Le mouvement (dòng 动) est géré par la quiétude (jìng 静). Il faut être calme et relâché « physiquement », mais « bander l’arc intérieur (kāi gōng 开弓) » (l’influx nerveux doit être à son apogée) et « remplir » tout le corps, toutes les sections (comme expliqué dans le précédent article 明三节 míng sān jié). Vient ensuite le geste extérieur le (« lâcher »  l’influx nerveux) qui est le prolongement du processus intérieur. S’en suit alors toute la mécanique corporelle, les 3 sections unifiées se meuvent soutenues par la structure (jie gou 結構). Comme le dit un adage bien connu dans arts martiaux traditionnel chinois:

神为主帅,身为躯使
L’Esprit (shen 神) ordonne, le corps (shen 身) exécute.
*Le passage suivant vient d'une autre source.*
/// Splits a packed integer into consecutive fields, lowest bits first.
///
/// `0b11111_000000_00001u16.bit_split((5, 6, 5))` yields `(1, 0, 31)`.
pub trait BitField<W> {
    type Output;

    fn bit_split(self, widths: W) -> Self::Output;
}

fn field<T: Into<u64>>(v: T, shift: u32, width: u32) -> u64 {
    let v: u64 = v.into();
    if width >= 64 {
        v >> shift
    } else {
        (v >> shift) & ((1u64 << width) - 1)
    }
}

macro_rules! impl_bitfield {
    ($t:ty) => {
        impl BitField<(u32, u32)> for $t {
            type Output = ($t, $t);

            fn bit_split(self, (a, b): (u32, u32)) -> Self::Output {
                (
                    field(self, 0, a) as $t,
                    field(self, a, b) as $t,
                )
            }
        }

        impl BitField<(u32, u32, u32)> for $t {
            type Output = ($t, $t, $t);

            fn bit_split(self, (a, b, c): (u32, u32, u32)) -> Self::Output {
                (
                    field(self, 0, a) as $t,
                    field(self, a, b) as $t,
                    field(self, a + b, c) as $t,
                )
            }
        }

        impl BitField<(u32, u32, u32, u32)> for $t {
            type Output = ($t, $t, $t, $t);

            fn bit_split(self, (a, b, c, d): (u32, u32, u32, u32)) -> Self::Output {
                (
                    field(self, 0, a) as $t,
                    field(self, a, b) as $t,
                    field(self, a + b, c) as $t,
                    field(self, a + b + c, d) as $t,
                )
            }
        }
    };
}

impl_bitfield!(u8);
impl_bitfield!(u16);
impl_bitfield!(u32);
Certains maîtres expliquent aussi que l’intention corporelle se traduit par l’envie de pousser la langue contre le palais, que la mobilisation de l’ossature donne envie de serrer les dents, que la fluide circulation du sang déclenche la réactivé en donnant l’impression, à l’image d’un chat prêt à l’attaque, que les cheveux et les poils sont hérissés à la surface du corps, ainsi que la vibration des tendons, résultat de l’alternance de contractions et de relâchements, donne envie de serrer le sol avec les orteils et de planter, en serrant le poing, les ongles dans la paume des mains.
Ces sensations, résultat de l’intention, sont destinées à augmenter l’agressivité et le courage en réveillant une force humaine des plus « animale ». Ce sont ces sensations qui seraient, selon certains maîtres, à l’origine du choix de l’image des « 4 extrémités » pour définir l’intention.

Conclusion:

L’intention doit être incarnée dans l’ensemble du corps : par intention corporelle il faut comprendre une « mise sous tension » du système nerveux initiée par le cerveau/l’esprit (shen 神).
Les muscles doivent être relâchés pour permettre à l’influx nerveux de jaillir sans aucun temps de latence au moment opportun.
L’exemple le plus parlant selon nous serait : l’arc bandé et la flèche prête à partir.
La corde tendue représentant l’intention corporelle (« tension nerveuse »), et les muscles seraient la flèche (qui est comme en suspension, en attente de recevoir l’action de la corde).